When FPA was formed in January 2000 by the merger of the International Association For Financial Planning in Atlanta with the Institute For Certified Financial Planners in Denver, most members had assumed that the dual headquarters were only temporary. In fact, when the move to Denver was announced in late November, many members considered it long overdue.
However, several members expressed surprise that the respected and well-liked Tuttle was immediately named executive director, not acting executive director, while the board conducted a search for a successor. When there is a change of leadership at many associations, a search committee is typically formed to interview several candidates even though the inside favorite often emerges in the catbird's seat.
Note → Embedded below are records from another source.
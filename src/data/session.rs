//! Process-wide cache of the normalized sales table.
//!
//! The table is built on first access and never rebuilt or mutated for the
//! rest of the process.

use super::loader::{DataLoader, LoaderError, SalesDataset};
use super::normalizer::NormalizeOptions;
use once_cell::sync::OnceCell;
use std::path::Path;
use tracing::{debug, warn};

static SESSION: OnceCell<SalesDataset> = OnceCell::new();

/// Return the session table, loading it from `path` on first call.
///
/// Once a table is cached, `path` and `options` are ignored. A failed load
/// leaves the cache empty.
pub fn load_session(
    path: &Path,
    options: &NormalizeOptions,
) -> Result<&'static SalesDataset, LoaderError> {
    if let Some(dataset) = SESSION.get() {
        if dataset.source() != path {
            warn!(
                cached = %dataset.source().display(),
                requested = %path.display(),
                "Session table already loaded from another source"
            );
        } else {
            debug!(path = %path.display(), "Session table cache hit");
        }
        return Ok(dataset);
    }

    SESSION.get_or_try_init(|| DataLoader::new(options.clone()).load_csv(path))
}

/// The cached table, if a load has succeeded.
pub fn session() -> Option<&'static SalesDataset> {
    SESSION.get()
}
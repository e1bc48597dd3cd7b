use rand::rngs::SmallRng;
use rand::{Rng, SeedableRng};

/// Uniform choice over small finite sets (symbols, rotation direction).
pub trait RandomSource {
    /// Returns an index in `0..len`. `len` is never zero.
    fn pick(&mut self, len: usize) -> usize;
}

pub struct SeededRandom {
    rng: SmallRng,
}

impl SeededRandom {
    pub fn new() -> Self {
        Self {
            rng: SmallRng::from_entropy(),
        }
    }

    pub fn with_seed(seed: u64) -> Self {
        Self {
            rng: SmallRng::seed_from_u64(seed),
        }
    }

    pub fn from_seed(seed: Option<u64>) -> Self {
        seed.map_or_else(Self::new, Self::with_seed)
    }
}

impl Default for SeededRandom {
    fn default() -> Self {
        Self::new()
    }
}

impl RandomSource for SeededRandom {
    fn pick(&mut self, len: usize) -> usize {
        if len <= 1 {
            return 0;
        }
        self.rng.gen_range(0..len)
    }
}

#[cfg(test)]
mod tests {
    use super::*;

    #[test]
    fn same_seed_replays_same_choices() {
        let mut first = SeededRandom::with_seed(42);
        let mut second = SeededRandom::with_seed(42);
        let a: Vec<usize> = (0..32).map(|_| first.pick(7)).collect();
        let b: Vec<usize> = (0..32).map(|_| second.pick(7)).collect();
        assert_eq!(a, b);
        assert!(a.iter().all(|index| *index < 7));
    }

    #[test]
    fn degenerate_sets_pick_first() {
        let mut rng = SeededRandom::with_seed(7);
        assert_eq!(rng.pick(1), 0);
        assert_eq!(rng.pick(0), 0);
    }
}
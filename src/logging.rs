//! `log` backend that writes to the browser console.

use log::{Level, LevelFilter, Log, Metadata, Record};
use wasm_bindgen::JsValue;

pub struct ConsoleLogger {
    level: LevelFilter,
}

impl ConsoleLogger {
    pub const fn new(level: LevelFilter) -> Self {
        Self { level }
    }
}

impl Log for ConsoleLogger {
    fn enabled(&self, metadata: &Metadata) -> bool {
        metadata.level() <= self.level
    }

    fn log(&self, record: &Record) {
        if !self.enabled(record.metadata()) {
            return;
        }
        let message = JsValue::from_str(&format!(
            "[{}] {}: {}",
            record.level(),
            record.target(),
            record.args()
        ));
        match record.level() {
            Level::Error => web_sys::console::error_1(&message),
            Level::Warn => web_sys::console::warn_1(&message),
            Level::Info => web_sys::console::info_1(&message),
            Level::Debug | Level::Trace => web_sys::console::debug_1(&message),
        }
    }

    fn flush(&self) {}
}

static LOGGER: ConsoleLogger = ConsoleLogger::new(if cfg!(debug_assertions) {
    LevelFilter::Debug
} else {
    LevelFilter::Info
});

/// Installs the console logger. Later calls are ignored.
pub fn init_logging() {
    if log::set_logger(&LOGGER).is_ok() {
        log::set_max_level(LOGGER.level);
    }
}
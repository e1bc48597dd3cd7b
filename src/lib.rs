pub mod game;
pub mod logging;

use std::cell::{Cell, RefCell};
use std::rc::Rc;

use gloo_timers::callback::Interval;
use serde::Serialize;
use serde_wasm_bindgen::to_value;
use wasm_bindgen::prelude::*;
use web_sys::js_sys::Function;

pub use game::{
    BrowserClock, BuzzerColor, CycleKind, GameConfig, GameState, GameStatus, Level, Millis,
    PressKind, PressResolution, Rule, RuleCatalog, RuleEngine, RuleFault, RuleWarning, Session,
    SessionEvent, SessionObserver, StateError, Stimulus, Symbol, Validation,
};

#[cfg(all(feature = "wee_alloc", target_arch = "wasm32"))]
#[global_allocator]
static ALLOC: wee_alloc::WeeAlloc = wee_alloc::WeeAlloc::INIT;

#[wasm_bindgen(start)]
pub fn start() {
    set_panic_hook();
    logging::init_logging();
}

fn to_js_error(error: StateError) -> JsValue {
    to_value(&error)
        .unwrap_or_else(|serialize_err| JsValue::from_str(&serialize_err.to_string()))
}

fn serde_to_js_error<E: std::fmt::Display>(error: E) -> JsValue {
    JsValue::from_str(&error.to_string())
}

fn to_json<T: Serialize + ?Sized>(value: &T) -> Result<String, JsValue> {
    serde_json::to_string(value).map_err(serde_to_js_error)
}

fn millis_from_js(argument: &str, value: f64) -> Result<Millis, JsValue> {
    if !value.is_finite() || value < 0.0 {
        return Err(to_js_error(StateError::invalid(
            argument,
            format!("expected a non-negative number of milliseconds, got {value}"),
        )));
    }
    Ok(value as Millis)
}

type EventQueue = Rc<RefCell<Vec<SessionEvent>>>;
type Listener = Rc<RefCell<Option<Function>>>;

/// Buffers session events until the session is no longer borrowed, so the JS
/// listener may call back into the game.
struct QueueObserver {
    queue: EventQueue,
}

impl SessionObserver for QueueObserver {
    fn on_event(&mut self, event: &SessionEvent) {
        self.queue.borrow_mut().push(event.clone());
    }
}

fn dispatch(queue: &EventQueue, listener: &Listener) {
    let events: Vec<SessionEvent> = queue.borrow_mut().drain(..).collect();
    let Some(callback) = listener.borrow().clone() else {
        return;
    };
    for event in events {
        let payload = match to_value(&event) {
            Ok(payload) => payload,
            Err(error) => {
                log::warn!("session event could not be converted: {error}");
                continue;
            }
        };
        if let Err(error) = callback.call1(&JsValue::NULL, &payload) {
            log::warn!("session listener threw: {error:?}");
        }
    }
}

#[wasm_bindgen]
pub struct BuzzerGame {
    session: Rc<RefCell<Session>>,
    clock: Rc<Cell<BrowserClock>>,
    ticker: Option<Interval>,
    queue: EventQueue,
    listener: Listener,
}

#[wasm_bindgen]
impl BuzzerGame {
    #[wasm_bindgen(constructor)]
    pub fn new(config_json: Option<String>) -> Result<BuzzerGame, JsValue> {
        let config = match config_json {
            Some(json) => GameConfig::from_json(&json).map_err(to_js_error)?,
            None => GameConfig::default(),
        };
        let queue = EventQueue::default();
        let session = Session::new(config)
            .map_err(to_js_error)?
            .with_observer(QueueObserver {
                queue: queue.clone(),
            });
        Ok(BuzzerGame {
            session: Rc::new(RefCell::new(session)),
            clock: Rc::new(Cell::new(BrowserClock::new())),
            ticker: None,
            queue,
            listener: Listener::default(),
        })
    }

    /// Starts a session and returns the emitted events as JSON.
    pub fn start(&mut self) -> Result<String, JsValue> {
        if !self.session.borrow().state().is_playing() {
            self.restart_clock();
        }
        let events = self
            .session
            .borrow_mut()
            .start_session()
            .map_err(to_js_error)?;
        self.flush();
        to_json(&events)
    }

    /// Presses the buzzer now.
    pub fn press(&mut self) -> Result<String, JsValue> {
        if self.session.borrow().state().status == GameStatus::Idle {
            self.restart_clock();
        }
        let clock = self.clock.get();
        let resolution = self
            .session
            .borrow_mut()
            .press_now(&clock)
            .map_err(to_js_error)?;
        self.after_press(resolution)
    }

    /// Presses the buzzer at an explicit session-clock instant.
    pub fn press_at(&mut self, timestamp_ms: f64) -> Result<String, JsValue> {
        let timestamp = millis_from_js("timestamp_ms", timestamp_ms)?;
        let resolution = self
            .session
            .borrow_mut()
            .handle_press(timestamp)
            .map_err(to_js_error)?;
        self.after_press(resolution)
    }

    /// Advances the session clock by hand. Use instead of the ticker.
    pub fn tick(&mut self, delta_ms: f64) -> Result<String, JsValue> {
        if !delta_ms.is_finite() {
            return Err(to_js_error(StateError::invalid(
                "delta_ms",
                "duration must be a finite number",
            )));
        }
        let events = self
            .session
            .borrow_mut()
            .tick(delta_ms as i64)
            .map_err(to_js_error)?;
        self.flush();
        to_json(&events)
    }

    pub fn restart(&mut self) -> Result<String, JsValue> {
        self.stop_ticker();
        let events = self.session.borrow_mut().restart_session();
        self.restart_clock();
        self.flush();
        to_json(&events)
    }

    /// Polls the browser clock at the configured rate. Each callback catches
    /// the session up to wall time, so late or throttled callbacks lose nothing.
    pub fn start_ticker(&mut self) {
        if self.ticker.is_some() {
            return;
        }
        let interval_ms = self.session.borrow().config().tick_interval_ms;
        let period = u32::try_from(interval_ms).unwrap_or(u32::MAX);
        let session = Rc::clone(&self.session);
        let clock = Rc::clone(&self.clock);
        let queue = Rc::clone(&self.queue);
        let listener = Rc::clone(&self.listener);
        self.ticker = Some(Interval::new(period, move || {
            let Ok(mut session) = session.try_borrow_mut() else {
                return;
            };
            if let Err(error) = session.catch_up(&clock.get()) {
                log::warn!("tick rejected: {error}");
            }
            drop(session);
            dispatch(&queue, &listener);
        }));
        log::debug!("ticker started every {period} ms");
    }

    pub fn stop_ticker(&mut self) {
        if self.ticker.take().is_some() {
            log::debug!("ticker stopped");
        }
    }

    /// Registers a callback receiving every session event; `undefined` removes it.
    pub fn set_listener(&mut self, callback: Option<Function>) {
        *self.listener.borrow_mut() = callback;
    }

    pub fn level(&self) -> Level {
        self.session.borrow().level()
    }

    pub fn score(&self) -> u32 {
        self.session.borrow().score()
    }

    /// JSON of the verdict that ended the session, if any.
    pub fn last_violation(&self) -> Result<Option<String>, JsValue> {
        self.session
            .borrow()
            .last_violation()
            .map(to_json)
            .transpose()
    }

    pub fn last_violation_message(&self) -> Option<String> {
        self.session
            .borrow()
            .last_violation_message()
            .map(str::to_owned)
    }

    pub fn state_json(&self) -> Result<String, JsValue> {
        to_json(self.session.borrow().state())
    }

    pub fn active_rules_json(&self) -> Result<String, JsValue> {
        to_json(self.session.borrow().active_rules())
    }

    pub fn warnings_json(&self) -> Result<String, JsValue> {
        to_json(&self.session.borrow().warnings())
    }

    fn after_press(&mut self, resolution: PressResolution) -> Result<String, JsValue> {
        if resolution.kind == PressKind::Violated {
            self.stop_ticker();
        }
        self.flush();
        to_json(&resolution)
    }

    fn restart_clock(&self) {
        let mut clock = self.clock.get();
        clock.restart();
        self.clock.set(clock);
    }

    fn flush(&self) {
        dispatch(&self.queue, &self.listener);
    }
}

/// Every rule of the standard catalog, in level order.
#[wasm_bindgen(js_name = "ruleCatalog")]
pub fn rule_catalog() -> Result<String, JsValue> {
    to_json(RuleCatalog::standard().rules())
}

#[wasm_bindgen(js_name = "defaultConfig")]
pub fn default_config() -> Result<String, JsValue> {
    to_json(&GameConfig::default())
}

#[cfg(feature = "console_error_panic_hook")]
fn set_panic_hook() {
    console_error_panic_hook::set_once();
}

#[cfg(not(feature = "console_error_panic_hook"))]
fn set_panic_hook() {}
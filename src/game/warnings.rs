//! Near-violation hints for the presentation layer. Nothing here feeds back into
//! validation.

use serde::{Deserialize, Serialize};

use super::catalog::{Rule, RuleId, TimingConstraint};
use super::state::{GameState, Level, Millis};

#[derive(Debug, Clone, Copy, Serialize, Deserialize, PartialEq, Eq, PartialOrd, Ord)]
#[serde(rename_all = "lowercase")]
pub enum WarningSeverity {
    Caution,
    Danger,
}

#[derive(Debug, Clone, Serialize, Deserialize, PartialEq, Eq)]
pub struct RuleWarning {
    pub rule_id: RuleId,
    pub level: Level,
    pub severity: WarningSeverity,
    /// Time until the window opens (gaps, holds) or closes (reactions).
    pub margin_ms: Millis,
}

/// Thresholds, in percent of a rule's timing window.
#[derive(Debug, Clone, Copy, Serialize, Deserialize, PartialEq, Eq)]
#[serde(default)]
pub struct WarningPolicy {
    /// Below this share of a wait, pressing is flagged as danger rather than caution.
    pub danger_pct: u8,
    /// Past this share of a reaction window, the closing window is flagged.
    pub caution_pct: u8,
}

impl Default for WarningPolicy {
    fn default() -> Self {
        Self {
            danger_pct: 50,
            caution_pct: 70,
        }
    }
}

impl WarningPolicy {
    fn below_share(&self, part: Millis, whole: Millis, pct: u8) -> bool {
        u128::from(part) * 100 < u128::from(whole) * u128::from(pct)
    }

    fn waiting_severity(&self, waited: Millis, required: Millis) -> WarningSeverity {
        if self.below_share(waited, required, self.danger_pct) {
            WarningSeverity::Danger
        } else {
            WarningSeverity::Caution
        }
    }
}

/// Lazily assesses `rules` against `state`; a fresh call recomputes everything.
pub fn warnings<'a>(
    rules: &'a [Rule],
    state: &'a GameState,
    policy: WarningPolicy,
) -> impl Iterator<Item = RuleWarning> + 'a {
    rules
        .iter()
        .filter_map(move |rule| assess(rule, state, &policy))
}

fn assess(rule: &Rule, state: &GameState, policy: &WarningPolicy) -> Option<RuleWarning> {
    let (severity, margin_ms) = match rule.timing? {
        TimingConstraint::MinGap { ms } => {
            let since = state.since_last_press()?;
            if since >= ms {
                return None;
            }
            (policy.waiting_severity(since, ms), ms - since)
        }
        TimingConstraint::HoldAfterSymbol { symbol, ms } => {
            if state.stimulus.symbol != Some(symbol) {
                return None;
            }
            let age = state.stimulus.symbol_age(state.now)?;
            if age >= ms {
                return None;
            }
            (policy.waiting_severity(age, ms), ms - age)
        }
        TimingConstraint::ReactionWindow { symbol, ms } => {
            if state.stimulus.symbol != Some(symbol) {
                return None;
            }
            let age = state.stimulus.symbol_age(state.now)?;
            if age > ms {
                (WarningSeverity::Danger, 0)
            } else if !policy.below_share(age, ms, policy.caution_pct) {
                (WarningSeverity::Caution, ms - age)
            } else {
                return None;
            }
        }
    };

    Some(RuleWarning {
        rule_id: rule.id,
        level: rule.level,
        severity,
        margin_ms,
    })
}
use std::cell::Cell;

use web_sys::js_sys::Date;

use super::state::Millis;

/// Monotonic millisecond clock on the session time base.
pub trait Clock {
    fn now(&self) -> Millis;
}

/// `Date.now()` anchored at session start. Only usable inside a browser.
#[derive(Debug, Clone, Copy)]
pub struct BrowserClock {
    anchor: f64,
}

impl BrowserClock {
    pub fn new() -> Self {
        Self { anchor: Date::now() }
    }

    /// Moves the origin to the current instant.
    pub fn restart(&mut self) {
        self.anchor = Date::now();
    }
}

impl Default for BrowserClock {
    fn default() -> Self {
        Self::new()
    }
}

impl Clock for BrowserClock {
    fn now(&self) -> Millis {
        (Date::now() - self.anchor).max(0.0) as Millis
    }
}

/// Clock advanced by hand, for headless drivers and tests.
#[derive(Debug, Default)]
pub struct ManualClock {
    now: Cell<Millis>,
}

impl ManualClock {
    pub fn new(start: Millis) -> Self {
        Self {
            now: Cell::new(start),
        }
    }

    pub fn advance(&self, delta: Millis) {
        self.now.set(self.now.get().saturating_add(delta));
    }

    pub fn set(&self, now: Millis) {
        self.now.set(now.max(self.now.get()));
    }
}

impl Clock for ManualClock {
    fn now(&self) -> Millis {
        self.now.get()
    }
}

#[cfg(test)]
mod tests {
    use super::*;

    #[test]
    fn manual_clock_never_runs_backwards() {
        let clock = ManualClock::new(100);
        clock.advance(50);
        assert_eq!(clock.now(), 150);
        clock.set(120);
        assert_eq!(clock.now(), 150);
        clock.set(400);
        assert_eq!(clock.now(), 400);
    }
}
impl Session {
    pub fn new(config: GameConfig) -> Result<Self, StateError> {
        config.validate()?;
        Ok(Self {
            state: GameState::new(),
            engine: RuleEngine::new().with_warning_policy(config.warnings),
            progression: LevelProgression::new(config.thresholds.clone()),
            scheduler: StimulusScheduler::new(config.periods, config.unlocks),
            rng: Box::new(SeededRandom::from_seed(config.rng_seed)),
            last_violation: None,
            observer: None,
            config,
        })
    }

    pub fn with_random(mut self, rng: impl RandomSource + 'static) -> Self {
        self.rng = Box::new(rng);
        self
    }

    pub fn with_observer(mut self, observer: impl SessionObserver + 'static) -> Self {
        self.observer = Some(Box::new(observer));
        self
    }

    pub fn set_observer(&mut self, observer: Option<Box<dyn SessionObserver>>) {
        self.observer = observer;
    }

    /// Opens level 1. Starting from `Over` clears the finished session first;
    /// starting while already playing does nothing.
    pub fn start_session(&mut self) -> Result<Vec<SessionEvent>, StateError> {
        if self.state.is_playing() {
            return Ok(Vec::new());
        }
        self.clear();
        let opened = self
            .progression
            .begin(&mut self.state, &mut self.engine, &mut self.scheduler)?;
        self.state.status = GameStatus::Playing;
        log::info!(
            "session started, {} presses to clear level 1",
            opened.required_presses
        );

        let mut events = vec![SessionEvent::SessionStarted {
            level: opened.level,
            required_presses: opened.required_presses,
        }];
        events.extend(Self::cycle_events(&opened));
        self.notify(&events);
        Ok(events)
    }

    pub fn handle_press(&mut self, timestamp: Millis) -> Result<PressResolution, StateError> {
        match self.state.status {
            GameStatus::Idle => {
                let events = self.start_session()?;
                Ok(self.resolution(PressKind::Started, None, events))
            }
            GameStatus::Over => Ok(self.resolution(PressKind::Ignored, None, Vec::new())),
            GameStatus::Playing => self.judge_press(timestamp),
        }
    }

    /// Presses at the clock's current instant. A clock that lags the session
    /// clock is read as the session clock.
    pub fn press_now(&mut self, clock: &impl Clock) -> Result<PressResolution, StateError> {
        self.handle_press(clock.now().max(self.state.now))
    }

    fn judge_press(&mut self, timestamp: Millis) -> Result<PressResolution, StateError> {
        self.state.begin_press(timestamp)?;
        let snapshot = self.state.snapshot();
        let validation = self.engine.validate(&snapshot);
        if let Some(observer) = self.observer.as_mut() {
            observer.on_validation(&validation, &snapshot);
        }

        if !validation.valid {
            let events = vec![self.end_session(&validation)];
            self.notify(&events);
            return Ok(self.resolution(PressKind::Violated, Some(validation), events));
        }

        let opened = self.progression.record_valid_press(
            &mut self.state,
            timestamp,
            &mut self.engine,
            &mut self.scheduler,
        )?;

        let mut events = vec![SessionEvent::PressAccepted {
            total_presses: self.state.total_presses,
            presses_this_level: self.state.presses_this_level,
            required_presses: self.state.presses_required_for_level,
        }];
        let combo = self.state.combo_count;
        if self.config.combo_step > 0 && combo > 0 && combo % self.config.combo_step == 0 {
            events.push(SessionEvent::ComboReached { count: combo });
        }
        if let Some(opened) = opened {
            events.push(SessionEvent::LevelUp {
                level: opened.level,
                required_presses: opened.required_presses,
                rule: opened.rule.clone(),
            });
            events.extend(Self::cycle_events(&opened));
        }
        self.notify(&events);
        Ok(self.resolution(PressKind::Accepted, Some(validation), events))
    }

    fn end_session(&mut self, validation: &Validation) -> SessionEvent {
        self.state.status = GameStatus::Over;
        self.scheduler.stop_all();
        self.state.break_combo();
        self.last_violation = Some(validation.clone());
        log::info!(
            "game over at level {} after {} presses: {}",
            self.state.current_level,
            self.state.total_presses,
            validation.message().unwrap_or("rule violated")
        );
        SessionEvent::GameOver {
            rule_id: validation.violated_id(),
            level: self.state.current_level,
            message: validation.message().map(str::to_owned),
            total_presses: self.state.total_presses,
        }
    }

    /// Advances the session clock and fires due stimulus cycles. Outside a
    /// running session this only checks its argument.
    pub fn tick(&mut self, delta_ms: i64) -> Result<Vec<SessionEvent>, StateError> {
        if delta_ms < 0 {
            return Err(StateError::invalid(
                "delta_ms",
                format!("duration must not be negative, got {delta_ms}"),
            ));
        }
        if !self.state.is_playing() {
            return Ok(Vec::new());
        }
        self.state.advance_elapsed(delta_ms)?;
        let fired = self.scheduler.advance(
            delta_ms.unsigned_abs(),
            self.state.now,
            &mut self.state.stimulus,
            self.rng.as_mut(),
        );
        if fired.is_empty() {
            return Ok(Vec::new());
        }
        let events = vec![SessionEvent::StimulusChanged {
            cycles: fired,
            stimulus: self.state.stimulus.clone(),
        }];
        self.notify(&events);
        Ok(events)
    }

    /// Ticks by however much `clock` has moved past the elapsed timer, so the
    /// timer tracks wall time even when callbacks arrive late or not at all.
    pub fn catch_up(&mut self, clock: &impl Clock) -> Result<Vec<SessionEvent>, StateError> {
        let behind = clock.now().saturating_sub(self.state.elapsed);
        self.tick(i64::try_from(behind).unwrap_or(i64::MAX))
    }

    /// Returns to `Idle` with no active rules and no running cycles.
    pub fn restart_session(&mut self) -> Vec<SessionEvent> {
        self.clear();
        log::info!("session reset");
        let events = vec![SessionEvent::SessionReset];
        self.notify(&events);
        events
    }

    fn clear(&mut self) {
        self.engine.reset();
        self.scheduler.reset();
        self.state.reset_session();
        self.last_violation = None;
    }

    fn cycle_events(opened: &LevelUp) -> impl Iterator<Item = SessionEvent> + '_ {
        opened
            .unlocked
            .iter()
            .map(|cycle| SessionEvent::CycleStarted { cycle: *cycle })
    }

    fn notify(&mut self, events: &[SessionEvent]) {
        if let Some(observer) = self.observer.as_mut() {
            for event in events {
                observer.on_event(event);
            }
        }
    }

    fn resolution(
        &self,
        kind: PressKind,
        validation: Option<Validation>,
        events: Vec<SessionEvent>,
    ) -> PressResolution {
        PressResolution {
            kind,
            validation,
            events,
            state: self.state.clone(),
        }
    }

    pub fn level(&self) -> Level {
        self.state.current_level
    }

    pub fn score(&self) -> u32 {
        self.state.total_presses
    }

    pub fn active_rules(&self) -> &[Rule] {
        self.engine.active_rules()
    }

    pub fn last_violation(&self) -> Option<&Validation> {
        self.last_violation.as_ref()
    }

    pub fn last_violation_message(&self) -> Option<&str> {
        self.last_violation.as_ref().and_then(Validation::message)
    }

    pub fn state(&self) -> &GameState {
        &self.state
    }

    pub fn warnings(&self) -> Vec<RuleWarning> {
        self.engine.warnings(&self.state).collect()
    }

    pub fn config(&self) -> &GameConfig {
        &self.config
    }

    pub fn running_cycles(&self) -> Vec<CycleKind> {
        self.scheduler.running()
    }
}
Indeed, the Denver-based CFP Board of Standards is currently in the process of its second such executive search in three years.
"We considered doing a search but felt Marv was the right person at the right time," FPA President Elizabeth Jetton says.
McCallen joined the IAFP in early 1990 at a time when the organization was experiencing dramatic membership and operating losses, both of which she managed to reverse. After the creation of FPA in 2000, the association was able to hold onto its 29,000-membership base, despite the worst bear market in 70 years. FPA officials have said that while many members have left in the last three years, many others have joined the association. As CEO of FPA, McCallen was considered an excellent administrator if not a far-sighted visionary, though past board members said her job really involved implementing the board's vision, not developing one on her own.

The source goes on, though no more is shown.